Я надела погоны, ремень, стала обуваться, а у сапог подошва оторвана, привязана проволокой. Командир увидел это безобразие и велел вызвать старшину. И говорит:
– Не стыдно вам, старшина?! Не можете найти бойцу, отличнику, да еще и единственной девушке-снайперу в дивизии, порядочные сапоги?.
Старшина принес сапоги, и я пошла в свой второй батальон. Пришла, и пока я сидела в ящике, мне построили отдельную маленькую землянку, рядом с землянкой моих снайперов. Захожу в свою землянку, чисто, пахнет травой, которую разбросали по полу, вместо ковра, а на столике из березового чурбака в вазе, сделанной из гильзы сорокапятки лесные цветы. Это мальчики меня ждали, и я была тронута их вниманием.

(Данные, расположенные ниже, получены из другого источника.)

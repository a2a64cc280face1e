//! Approximate matching of a request against recorded resources
//!
//! Used only when the exact `(method, url)` lookup misses. Neither
//! strategy ever crosses a method or host boundary.

use std::collections::HashMap;

use crate::resource::ResourceTag;
use crate::url::query_string_distance;

/// Candidate with the highest `common_prefix - edit_distance(rest)`
///
/// Candidates are `(position, path_query)` pairs already filtered to the
/// request's method and host; the first one wins ties.
#[must_use]
pub fn best_by_prefix<'a>(
    path_query: &str,
    candidates: impl IntoIterator<Item = (usize, &'a str)>,
) -> Option<usize> {
    let mut best: Option<(usize, i64)> = None;
    for (position, candidate) in candidates {
        let score = prefix_score(candidate, path_query);
        if score <= 0 {
            continue;
        }
        match best {
            Some((_, best_score)) if best_score >= score => {}
            _ => best = Some((position, score)),
        }
    }
    best.map(|(position, _)| position)
}

/// Lowest query distance among resources with the same path
#[must_use]
pub fn nearest_in_tree(query: &ResourceTag, tags: &[ResourceTag], tree: &PathTree) -> Option<usize> {
    let candidates = tree.candidates(query)?;

    let mut best: Option<(usize, f64)> = None;
    for &position in candidates {
        let distance = query_string_distance(&query.query, &tags[position].query);
        match best {
            Some((_, best_distance)) if best_distance <= distance => {}
            _ => best = Some((position, distance)),
        }
    }
    best.map(|(position, _)| position)
}

/// `common_prefix_len - levenshtein(rest_a, rest_b)`, or 0 without a common prefix
#[must_use]
pub fn prefix_score(a: &str, b: &str) -> i64 {
    let a: Vec<char> = a.chars().collect();
    let b: Vec<char> = b.chars().collect();

    let common = a.iter().zip(&b).take_while(|(x, y)| x == y).count();
    if common == 0 {
        return 0;
    }

    common as i64 - levenshtein(&a[common..], &b[common..]) as i64
}

/// Edit distance with unit insert, delete and substitute costs
#[must_use]
pub fn levenshtein<T: PartialEq>(a: &[T], b: &[T]) -> usize {
    if a.is_empty() {
        return b.len();
    }
    if b.is_empty() {
        return a.len();
    }

    let mut previous: Vec<usize> = (0..=b.len()).collect();
    let mut current = vec![0; b.len() + 1];

    for (i, x) in a.iter().enumerate() {
        current[0] = i + 1;
        for (j, y) in b.iter().enumerate() {
            let substitution = previous[j] + usize::from(x != y);
            current[j + 1] = substitution
                .min(previous[j + 1] + 1)
                .min(current[j] + 1);
        }
        std::mem::swap(&mut previous, &mut current);
    }

    previous[b.len()]
}

/// Key of one path-tree leaf
#[derive(Debug, Clone, PartialEq, Eq, Hash)]
struct TreeKey {
    method: String,
    scheme: String,
    host: String,
    pathname: String,
}

impl TreeKey {
    fn of(tag: &ResourceTag) -> Self {
        Self {
            method: tag.method.clone(),
            scheme: tag.scheme.clone(),
            host: tag.host.clone(),
            pathname: tag.pathname.clone(),
        }
    }
}

/// `method → scheme → host → pathname → positions`, flattened into one map
///
/// Leaves list positions in insertion order.
#[derive(Debug, Default, Clone)]
pub struct PathTree {
    leaves: HashMap<TreeKey, Vec<usize>>,
}

impl PathTree {
    /// Empty tree
    #[must_use]
    pub fn new() -> Self {
        Self::default()
    }

    /// Record that the resource at `position` has this tag
    pub fn insert(&mut self, tag: &ResourceTag, position: usize) {
        self.leaves.entry(TreeKey::of(tag)).or_default().push(position);
    }

    /// Positions of resources sharing method, scheme, host and pathname
    #[must_use]
    pub fn candidates(&self, tag: &ResourceTag) -> Option<&[usize]> {
        self.leaves
            .get(&TreeKey::of(tag))
            .map(Vec::as_slice)
            .filter(|positions| !positions.is_empty())
    }

    #[cfg(test)]
    fn len(&self) -> usize {
        self.leaves.len()
    }
}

Итак, стали мы снова ходить на охоту. Рано утром, до рассвета, вылазили на нейтральную полосу, а поздно вылазили обратно. Целый день мы лежали на нейтральной полосе, меняли позиции, нас ведь тоже засекали, но было лето, тепло, не то что зимой, в снегу целый день, иногда и пристынешь, еле отдерешься, если часто не меняешь позиции. А уж панораму немецкой передовой настолько изучишь, каждый бугорок, каждую веточку запоминаешь. Разведчики всегда к нам обращались за информацией об обстановке на ближайшей части обороны противника, и я им по памяти рисовала. Однажды прихожу с охоты, а мне часовой говорит:
– Зоя, ты вот ходишь, выслеживаешь немца, а к тебе в землянку сам немец пришел.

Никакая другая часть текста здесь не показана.